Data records

//! One betting room folded out of its event histories and its on-chain record.

// --- std ---
use std::sync::Arc;
// --- crates.io ---
use alloy_dyn_abi::DynSolValue;
use async_std::sync::{Mutex, RwLock};
// --- roomwatcher ---
use crate::{
	config::SyncConfig,
	directory::ContractDirectory,
	error::{Error, RoomwatcherResult},
	history::{
		EventHistoryState, EventHistorySynchronizer, RefreshMode, Subscription,
	},
	node::ContractReader,
	r#type::*,
	source::{CachePolicy, LogSource},
};

pub const ROOM_JOIN: &str = "RoomJoin";
pub const WINNERS_FETCH: &str = "WinnersFetch";
pub const CLAIM_PRIZE: &str = "ClaimPrize";
pub const CLAIM_REFUND: &str = "ClaimRefund";
pub const ROOMS: &str = "rooms";

/// The remote collaborators a watcher reads from.
#[derive(Clone)]
pub struct Chain {
	pub source: Arc<dyn LogSource>,
	pub reader: Arc<dyn ContractReader>,
	pub directory: Arc<dyn ContractDirectory>,
}

#[derive(Clone, Copy, Debug, PartialEq, Eq)]
pub struct RoomRecord {
	pub bet: Balance,
	pub balance: Balance,
	pub bet_deadline_block: BlockNumber,
	pub claim_deadline_block: BlockNumber,
	pub game_address: Address,
}
impl RoomRecord {
	/// Read the record out of the `rooms(address)` return values.
	pub fn from_values(values: &[DynSolValue]) -> RoomwatcherResult<Self> {
		Ok(Self {
			bet: uint_at(values, 6)?,
			balance: uint_at(values, 8)?,
			bet_deadline_block: block_at(values, 2)?,
			claim_deadline_block: block_at(values, 3)?,
			game_address: values
				.get(9)
				.and_then(DynSolValue::as_address)
				.ok_or_else(|| unexpected_return(9, "address"))?,
		})
	}
}

fn unexpected_return(index: usize, expected: &str) -> Error {
	Error::UnexpectedReturn {
		function_name: ROOMS.into(),
		index,
		expected: expected.into(),
	}
}

fn uint_at(values: &[DynSolValue], index: usize) -> RoomwatcherResult<Balance> {
	values
		.get(index)
		.and_then(DynSolValue::as_uint)
		.map(|(value, _)| value)
		.ok_or_else(|| unexpected_return(index, "uint"))
}

fn block_at(values: &[DynSolValue], index: usize) -> RoomwatcherResult<BlockNumber> {
	uint_at(values, index)?
		.try_into()
		.map_err(|_| unexpected_return(index, "block number"))
}

#[derive(Clone, Copy, Debug, PartialEq, Eq)]
pub enum RoomPhase {
	Open,
	BettingClosed,
	WinnersPending,
	WinnersResolved,
	PrizeClaimable,
	PrizeClaimed,
	PrizeExpired,
	RefundClaimable,
	RefundClaimed,
}

#[derive(Clone, Copy, Debug, Default, PartialEq, Eq)]
pub struct RoomActions {
	pub can_join: bool,
	pub can_fetch_winners: bool,
	pub can_claim_prize: bool,
	pub can_claim_refund: bool,
}

#[derive(Clone, Debug, Default, PartialEq)]
pub struct RoomView {
	/// `None` until the record read succeeds.
	pub room: Option<RoomRecord>,
	pub members: Vec<Address>,
	pub winners: Vec<Address>,
	pub prize_claimed: bool,
	pub refund_claimed: bool,
	pub prize_claimed_by_current_user: bool,
	pub current_height: Option<BlockNumber>,
	pub bet_deadline_reached: bool,
	pub claim_deadline_reached: bool,
	pub phase: Option<RoomPhase>,
	pub actions: RoomActions,
	pub is_loading: bool,
	pub error: Option<String>,
}
impl RoomView {
	pub fn is_member(&self, user: Option<Address>) -> bool {
		user.map_or(false, |user| self.members.contains(&user))
	}

	pub fn is_winner(&self, user: Option<Address>) -> bool {
		user.map_or(false, |user| self.winners.contains(&user))
	}
}

#[derive(Clone, Copy, Debug)]
pub struct RoomInputs<'a> {
	pub joins: &'a EventHistoryState,
	pub winners: &'a EventHistoryState,
	pub prizes: &'a EventHistoryState,
	pub refunds: &'a EventHistoryState,
	pub record: Option<&'a RoomRecord>,
	pub record_error: Option<&'a str>,
	pub height: Option<BlockNumber>,
	pub user: Option<Address>,
}
impl<'a> RoomInputs<'a> {
	fn histories(&self) -> [&'a EventHistoryState; 4] {
		[self.joins, self.winners, self.prizes, self.refunds]
	}
}

/// Fold every input into a fresh view.
///
/// `previous` is the view of the same room and user from the last reduction, claims and the observed
/// height only ever latch forward from it.
pub fn reduce(inputs: &RoomInputs, previous: Option<&RoomView>) -> RoomView {
	let mut members = Vec::new();

	for member in inputs
		.joins
		.events()
		.iter()
		.filter_map(|event| event.args().address("member"))
	{
		if !members.contains(&member) {
			members.push(member);
		}
	}

	let claimed_by_user = |history: &EventHistoryState| match inputs.user {
		Some(user) => history
			.events()
			.iter()
			.any(|event| event.args().address("member") == Some(user)),
		None => false,
	};
	let prize_claimed =
		previous.map_or(false, |view| view.prize_claimed) || claimed_by_user(inputs.prizes);
	let refund_claimed =
		previous.map_or(false, |view| view.refund_claimed) || claimed_by_user(inputs.refunds);
	let current_height = match (previous.and_then(|view| view.current_height), inputs.height) {
		(Some(previous), Some(height)) => Some(previous.max(height)),
		(previous, height) => height.or(previous),
	};
	let room = inputs.record.copied();
	let mut view = RoomView {
		room,
		members,
		winners: winners(inputs.winners),
		prize_claimed,
		refund_claimed,
		prize_claimed_by_current_user: prize_claimed || refund_claimed,
		current_height,
		// a refetch in flight still has data to show
		is_loading: inputs
			.histories()
			.iter()
			.any(|history| history.events.is_none() && history.error.is_none())
			|| (room.is_none() && inputs.record_error.is_none()),
		error: inputs
			.histories()
			.iter()
			.find_map(|history| history.error.clone())
			.or_else(|| inputs.record_error.map(Into::into)),
		..Default::default()
	};

	if let (Some(room), Some(height)) = (room, current_height) {
		view.bet_deadline_reached = height > room.bet_deadline_block;
		view.claim_deadline_reached = height > room.claim_deadline_block;
		view.actions = actions(&view, &room, inputs);
		view.phase = Some(phase(&view, &room, inputs));
	}

	view
}

fn winners(history: &EventHistoryState) -> Vec<Address> {
	match history.events() {
		[event] => event.args().addresses("winners").unwrap_or_default(),
		[] => Vec::new(),
		events => {
			tracing::warn!(
				"`{}` winners declarations seen, leaving winners unresolved",
				events.len()
			);

			Vec::new()
		}
	}
}

fn actions(view: &RoomView, room: &RoomRecord, inputs: &RoomInputs) -> RoomActions {
	let is_member = view.is_member(inputs.user);
	let is_winner = view.is_winner(inputs.user);
	let winners_loaded = inputs.winners.events.is_some();

	RoomActions {
		can_join: inputs.user.is_some() && !is_member && !view.bet_deadline_reached,
		can_fetch_winners: view.bet_deadline_reached
			&& winners_loaded
			&& view.winners.is_empty()
			&& !view.claim_deadline_reached,
		can_claim_prize: is_winner && !view.claim_deadline_reached && !view.prize_claimed,
		can_claim_refund: view.claim_deadline_reached
			&& room.balance > Balance::ZERO
			&& !view.prize_claimed_by_current_user
			&& is_member,
	}
}

fn phase(view: &RoomView, room: &RoomRecord, inputs: &RoomInputs) -> RoomPhase {
	let is_member = view.is_member(inputs.user);
	let is_winner = view.is_winner(inputs.user);

	if !view.bet_deadline_reached {
		return RoomPhase::Open;
	}
	if view.prize_claimed {
		return RoomPhase::PrizeClaimed;
	}
	if view.refund_claimed {
		return RoomPhase::RefundClaimed;
	}
	if view.claim_deadline_reached && room.balance > Balance::ZERO && is_member {
		return RoomPhase::RefundClaimable;
	}
	if !view.winners.is_empty() {
		return match (is_winner, view.claim_deadline_reached) {
			(true, false) => RoomPhase::PrizeClaimable,
			(true, true) => RoomPhase::PrizeExpired,
			(false, _) => RoomPhase::WinnersResolved,
		};
	}
	if inputs.winners.events.is_none() {
		return RoomPhase::BettingClosed;
	}
	if view.claim_deadline_reached {
		RoomPhase::PrizeExpired
	} else {
		RoomPhase::WinnersPending
	}
}

#[derive(Default)]
struct RecordState {
	record: Option<RoomRecord>,
	error: Option<String>,
	revision: u64,
}

#[derive(Clone, Copy, PartialEq, Eq)]
struct MemoKey {
	revisions: [u64; 5],
	height: Option<BlockNumber>,
}

/// Four room-scoped histories plus the room record, reduced on demand.
pub struct RoomWatcher {
	pub room: Address,
	pub user: Option<Address>,
	pub contract_name: String,
	chain: Chain,
	joins: EventHistorySynchronizer,
	winners: EventHistorySynchronizer,
	prizes: EventHistorySynchronizer,
	refunds: EventHistorySynchronizer,
	record: RwLock<RecordState>,
	memo: Mutex<Option<(MemoKey, RoomView)>>,
}
impl RoomWatcher {
	pub async fn start(
		room: Address,
		user: Option<Address>,
		contract_name: impl Into<String>,
		config: SyncConfig,
		chain: Chain,
		watch: bool,
	) -> RoomwatcherResult<Self> {
		let contract_name = contract_name.into();
		let subscribe = |event_name| {
			let subscription = Subscription::new(contract_name.clone(), event_name)
				.filter("roomHash", DynSolValue::Address(room))
				.require("roomHash")
				.watch(watch);

			EventHistorySynchronizer::start(
				subscription,
				config,
				chain.source.clone(),
				chain.directory.clone(),
			)
		};
		let (joins, winners, prizes, refunds) = futures::try_join!(
			subscribe(ROOM_JOIN),
			subscribe(WINNERS_FETCH),
			subscribe(CLAIM_PRIZE),
			subscribe(CLAIM_REFUND)
		)?;

		tracing::info!("Watching room `{}`", room);

		let watcher = Self {
			room,
			user,
			contract_name,
			chain,
			joins,
			winners,
			prizes,
			refunds,
			record: RwLock::new(RecordState::default()),
			memo: Mutex::new(None),
		};
		let _ = watcher.refresh_record().await;

		Ok(watcher)
	}

	pub async fn refresh_record(&self) -> RoomwatcherResult<RoomRecord> {
		let result = self.read_record().await;
		let mut state = self.record.write().await;

		state.revision += 1;

		match result {
			Ok(record) => {
				state.record = Some(record);
				state.error = None;

				Ok(record)
			}
			Err(e) => {
				tracing::warn!("Reading room `{}` failed: {}", self.room, e);

				state.error = Some(e.to_string());

				Err(e)
			}
		}
	}

	async fn read_record(&self) -> RoomwatcherResult<RoomRecord> {
		let contract = self.chain.directory.resolve(&self.contract_name)?;
		let values = self
			.chain
			.reader
			.call(&contract, ROOMS, &[DynSolValue::Address(self.room)])
			.await?;

		RoomRecord::from_values(&values)
	}

	/// Append new events to every history and re-read the record.
	///
	/// Every input is refreshed even when an earlier one fails, the first failure is returned.
	pub async fn refresh(&self) -> RoomwatcherResult<()> {
		let (joins, winners, prizes, refunds) = futures::join!(
			self.joins.refresh(RefreshMode::Append),
			self.winners.refresh(RefreshMode::Append),
			self.prizes.refresh(RefreshMode::Append),
			self.refunds.refresh(RefreshMode::Append)
		);
		let record = self.refresh_record().await;

		joins?;
		winners?;
		prizes?;
		refunds?;
		record?;

		Ok(())
	}

	pub async fn view(&self) -> RoomView {
		let height = match self.chain.source.current_height(CachePolicy::Allow).await {
			Ok(height) => Some(height),
			Err(e) => {
				tracing::warn!("Reading the chain height failed: {}", e);

				None
			}
		};
		let (joins, winners, prizes, refunds) = futures::join!(
			self.joins.state(),
			self.winners.state(),
			self.prizes.state(),
			self.refunds.state()
		);
		let record = self.record.read().await;
		let key = MemoKey {
			revisions: [
				joins.revision,
				winners.revision,
				prizes.revision,
				refunds.revision,
				record.revision,
			],
			height,
		};
		let mut memo = self.memo.lock().await;

		if let Some((memo_key, view)) = memo.as_ref() {
			if *memo_key == key {
				return view.clone();
			}
		}

		let inputs = RoomInputs {
			joins: &joins,
			winners: &winners,
			prizes: &prizes,
			refunds: &refunds,
			record: record.record.as_ref(),
			record_error: record.error.as_deref(),
			height,
			user: self.user,
		};
		let view = reduce(&inputs, memo.as_ref().map(|(_, view)| view));

		*memo = Some((key, view.clone()));

		view
	}

	pub async fn stop(&self) {
		self.joins.stop().await;
		self.winners.stop().await;
		self.prizes.stop().await;
		self.refunds.stop().await;
	}

	pub fn joins(&self) -> &EventHistorySynchronizer {
		&self.joins
	}

	pub fn winners(&self) -> &EventHistorySynchronizer {
		&self.winners
	}
}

**Work request**
What number of lines in the data above include the string "Reading"? Answer with that number only.

**Exercise output**
2